----- The records

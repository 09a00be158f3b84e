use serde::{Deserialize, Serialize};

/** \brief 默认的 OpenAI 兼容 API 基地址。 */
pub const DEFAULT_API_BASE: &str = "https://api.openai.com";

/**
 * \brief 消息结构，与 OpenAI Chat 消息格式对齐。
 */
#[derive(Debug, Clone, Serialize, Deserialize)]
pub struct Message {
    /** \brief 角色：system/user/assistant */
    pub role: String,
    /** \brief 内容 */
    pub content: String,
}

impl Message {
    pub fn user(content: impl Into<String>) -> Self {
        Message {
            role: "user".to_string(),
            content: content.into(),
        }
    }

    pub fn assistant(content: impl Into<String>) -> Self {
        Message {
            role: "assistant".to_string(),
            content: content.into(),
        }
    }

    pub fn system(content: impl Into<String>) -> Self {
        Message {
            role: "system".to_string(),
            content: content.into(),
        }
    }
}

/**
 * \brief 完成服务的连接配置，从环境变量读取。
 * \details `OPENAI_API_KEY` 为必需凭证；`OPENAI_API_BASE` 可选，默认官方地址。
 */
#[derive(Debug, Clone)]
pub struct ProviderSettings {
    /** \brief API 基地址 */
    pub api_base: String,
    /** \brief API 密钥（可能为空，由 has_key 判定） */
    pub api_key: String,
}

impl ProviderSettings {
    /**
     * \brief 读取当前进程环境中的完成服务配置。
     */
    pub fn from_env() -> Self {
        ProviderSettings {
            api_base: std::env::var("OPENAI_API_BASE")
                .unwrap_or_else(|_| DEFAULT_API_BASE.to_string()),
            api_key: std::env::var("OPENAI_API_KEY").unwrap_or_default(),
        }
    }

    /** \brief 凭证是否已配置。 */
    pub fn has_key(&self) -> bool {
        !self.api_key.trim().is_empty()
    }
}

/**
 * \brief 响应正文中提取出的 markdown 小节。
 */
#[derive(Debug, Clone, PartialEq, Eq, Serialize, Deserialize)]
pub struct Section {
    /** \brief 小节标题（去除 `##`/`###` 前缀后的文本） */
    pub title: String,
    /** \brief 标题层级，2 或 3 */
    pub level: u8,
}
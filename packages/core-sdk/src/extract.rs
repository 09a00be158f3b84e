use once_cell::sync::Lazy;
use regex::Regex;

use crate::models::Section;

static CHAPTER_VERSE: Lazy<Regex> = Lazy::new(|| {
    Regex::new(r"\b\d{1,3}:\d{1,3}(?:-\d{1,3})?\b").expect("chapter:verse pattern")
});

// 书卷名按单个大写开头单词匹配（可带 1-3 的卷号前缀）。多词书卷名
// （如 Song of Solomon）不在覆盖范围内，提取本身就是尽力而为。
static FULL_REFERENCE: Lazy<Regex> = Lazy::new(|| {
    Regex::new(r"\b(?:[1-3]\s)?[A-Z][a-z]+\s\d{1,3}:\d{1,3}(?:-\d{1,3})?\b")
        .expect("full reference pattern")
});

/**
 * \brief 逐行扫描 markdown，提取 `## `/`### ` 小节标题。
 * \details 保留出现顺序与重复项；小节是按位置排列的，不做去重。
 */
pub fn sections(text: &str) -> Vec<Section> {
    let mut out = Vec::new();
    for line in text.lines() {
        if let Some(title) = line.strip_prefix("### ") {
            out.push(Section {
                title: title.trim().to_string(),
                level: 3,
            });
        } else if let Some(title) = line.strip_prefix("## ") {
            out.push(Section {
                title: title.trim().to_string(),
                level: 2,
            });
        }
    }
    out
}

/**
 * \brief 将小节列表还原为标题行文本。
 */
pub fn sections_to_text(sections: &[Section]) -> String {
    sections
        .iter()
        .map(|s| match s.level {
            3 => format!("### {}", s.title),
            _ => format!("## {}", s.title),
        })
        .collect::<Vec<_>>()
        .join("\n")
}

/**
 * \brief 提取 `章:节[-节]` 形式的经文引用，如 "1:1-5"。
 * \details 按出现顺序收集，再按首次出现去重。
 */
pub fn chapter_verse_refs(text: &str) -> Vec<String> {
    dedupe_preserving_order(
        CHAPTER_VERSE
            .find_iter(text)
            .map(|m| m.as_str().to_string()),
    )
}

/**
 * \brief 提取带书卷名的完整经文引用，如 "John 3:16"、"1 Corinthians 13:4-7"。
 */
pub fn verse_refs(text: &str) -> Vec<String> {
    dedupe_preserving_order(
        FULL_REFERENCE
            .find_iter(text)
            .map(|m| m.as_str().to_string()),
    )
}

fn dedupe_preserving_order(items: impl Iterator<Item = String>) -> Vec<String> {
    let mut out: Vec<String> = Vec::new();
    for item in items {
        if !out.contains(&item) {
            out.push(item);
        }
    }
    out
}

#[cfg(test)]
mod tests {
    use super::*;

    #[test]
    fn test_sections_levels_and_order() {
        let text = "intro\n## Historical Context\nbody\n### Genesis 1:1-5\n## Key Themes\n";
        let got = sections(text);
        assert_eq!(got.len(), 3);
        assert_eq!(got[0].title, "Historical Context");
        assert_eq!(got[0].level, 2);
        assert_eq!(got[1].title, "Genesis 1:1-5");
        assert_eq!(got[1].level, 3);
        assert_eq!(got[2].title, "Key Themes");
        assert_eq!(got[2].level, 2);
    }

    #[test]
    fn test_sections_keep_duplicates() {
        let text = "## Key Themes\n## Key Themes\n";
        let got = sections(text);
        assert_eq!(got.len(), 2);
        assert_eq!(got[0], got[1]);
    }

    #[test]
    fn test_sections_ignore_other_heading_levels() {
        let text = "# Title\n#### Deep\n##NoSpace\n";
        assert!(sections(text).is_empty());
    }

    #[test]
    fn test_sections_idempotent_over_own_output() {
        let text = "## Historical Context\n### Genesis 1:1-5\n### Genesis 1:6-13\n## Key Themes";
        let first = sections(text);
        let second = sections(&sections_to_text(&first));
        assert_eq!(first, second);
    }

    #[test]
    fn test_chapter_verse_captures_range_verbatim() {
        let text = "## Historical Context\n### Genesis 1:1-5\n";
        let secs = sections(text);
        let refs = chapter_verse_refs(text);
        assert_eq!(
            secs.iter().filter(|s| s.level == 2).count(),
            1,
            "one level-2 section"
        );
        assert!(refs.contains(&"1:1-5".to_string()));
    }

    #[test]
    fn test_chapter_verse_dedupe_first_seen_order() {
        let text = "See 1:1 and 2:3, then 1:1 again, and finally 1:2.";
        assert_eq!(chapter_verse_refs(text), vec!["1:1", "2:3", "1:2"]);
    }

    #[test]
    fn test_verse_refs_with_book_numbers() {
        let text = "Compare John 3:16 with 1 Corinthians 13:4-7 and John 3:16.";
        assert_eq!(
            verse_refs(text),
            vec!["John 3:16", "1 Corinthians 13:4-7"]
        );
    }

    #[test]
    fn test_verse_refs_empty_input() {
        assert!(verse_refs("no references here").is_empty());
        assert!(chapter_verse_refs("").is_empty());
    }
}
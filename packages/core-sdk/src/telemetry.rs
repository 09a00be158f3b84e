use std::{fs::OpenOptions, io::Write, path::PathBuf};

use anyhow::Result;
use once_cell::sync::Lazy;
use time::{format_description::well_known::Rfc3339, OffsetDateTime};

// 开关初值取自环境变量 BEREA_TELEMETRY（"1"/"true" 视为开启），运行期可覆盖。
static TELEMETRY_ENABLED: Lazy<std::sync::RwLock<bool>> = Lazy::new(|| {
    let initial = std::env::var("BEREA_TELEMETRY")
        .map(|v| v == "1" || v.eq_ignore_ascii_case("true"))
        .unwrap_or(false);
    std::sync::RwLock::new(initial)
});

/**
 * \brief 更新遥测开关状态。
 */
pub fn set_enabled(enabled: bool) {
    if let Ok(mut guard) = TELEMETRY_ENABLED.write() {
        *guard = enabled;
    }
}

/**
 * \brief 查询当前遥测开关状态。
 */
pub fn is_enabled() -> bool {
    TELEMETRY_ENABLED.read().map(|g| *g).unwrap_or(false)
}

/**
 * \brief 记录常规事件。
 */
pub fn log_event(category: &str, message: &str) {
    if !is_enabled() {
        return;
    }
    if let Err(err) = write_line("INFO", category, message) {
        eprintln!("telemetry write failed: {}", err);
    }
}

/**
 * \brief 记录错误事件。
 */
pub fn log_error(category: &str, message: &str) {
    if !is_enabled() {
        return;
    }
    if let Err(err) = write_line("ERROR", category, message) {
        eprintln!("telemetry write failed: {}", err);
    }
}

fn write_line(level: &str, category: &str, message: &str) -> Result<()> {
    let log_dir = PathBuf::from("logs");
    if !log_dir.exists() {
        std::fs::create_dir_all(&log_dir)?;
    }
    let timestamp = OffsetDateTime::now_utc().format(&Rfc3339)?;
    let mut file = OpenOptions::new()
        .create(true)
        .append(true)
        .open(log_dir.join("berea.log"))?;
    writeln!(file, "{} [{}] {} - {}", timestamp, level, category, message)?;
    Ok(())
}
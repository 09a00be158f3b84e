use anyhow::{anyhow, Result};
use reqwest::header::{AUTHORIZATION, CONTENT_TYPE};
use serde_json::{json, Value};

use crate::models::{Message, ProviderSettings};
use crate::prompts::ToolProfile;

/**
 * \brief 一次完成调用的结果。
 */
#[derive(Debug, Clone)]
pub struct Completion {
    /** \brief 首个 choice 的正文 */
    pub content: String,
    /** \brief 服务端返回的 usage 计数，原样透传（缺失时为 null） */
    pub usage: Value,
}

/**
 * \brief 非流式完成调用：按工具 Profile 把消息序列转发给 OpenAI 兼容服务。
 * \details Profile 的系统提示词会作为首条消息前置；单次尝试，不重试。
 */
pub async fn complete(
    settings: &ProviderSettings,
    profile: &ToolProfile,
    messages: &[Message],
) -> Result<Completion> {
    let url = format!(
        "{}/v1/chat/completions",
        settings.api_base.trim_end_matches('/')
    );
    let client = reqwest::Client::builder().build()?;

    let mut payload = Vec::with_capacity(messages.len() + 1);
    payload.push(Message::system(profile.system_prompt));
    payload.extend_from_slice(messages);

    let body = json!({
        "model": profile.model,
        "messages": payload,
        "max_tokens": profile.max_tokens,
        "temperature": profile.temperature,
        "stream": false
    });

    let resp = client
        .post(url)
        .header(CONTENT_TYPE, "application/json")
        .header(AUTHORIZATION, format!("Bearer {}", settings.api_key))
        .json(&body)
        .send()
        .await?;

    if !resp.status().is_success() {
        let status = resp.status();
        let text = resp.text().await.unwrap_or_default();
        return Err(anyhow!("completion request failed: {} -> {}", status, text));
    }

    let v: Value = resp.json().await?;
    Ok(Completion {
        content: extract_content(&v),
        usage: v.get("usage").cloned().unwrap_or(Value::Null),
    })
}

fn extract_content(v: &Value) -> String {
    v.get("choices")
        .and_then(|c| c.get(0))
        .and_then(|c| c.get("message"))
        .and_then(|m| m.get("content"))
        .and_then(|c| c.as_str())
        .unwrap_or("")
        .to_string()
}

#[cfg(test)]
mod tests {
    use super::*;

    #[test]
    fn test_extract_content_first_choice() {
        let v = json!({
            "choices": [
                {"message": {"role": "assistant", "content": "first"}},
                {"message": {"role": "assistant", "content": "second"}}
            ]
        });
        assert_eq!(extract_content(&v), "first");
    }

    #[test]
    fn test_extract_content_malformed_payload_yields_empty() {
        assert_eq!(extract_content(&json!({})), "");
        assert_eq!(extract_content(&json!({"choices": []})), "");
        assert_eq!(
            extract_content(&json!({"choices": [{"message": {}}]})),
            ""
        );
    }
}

----------

What this task involves
Report the lines above that have the word "resp" in them.

Expected answer
    let resp = client
    if !resp.status().is_success() {
        let status = resp.status();
        let text = resp.text().await.unwrap_or_default();
    let v: Value = resp.json().await?;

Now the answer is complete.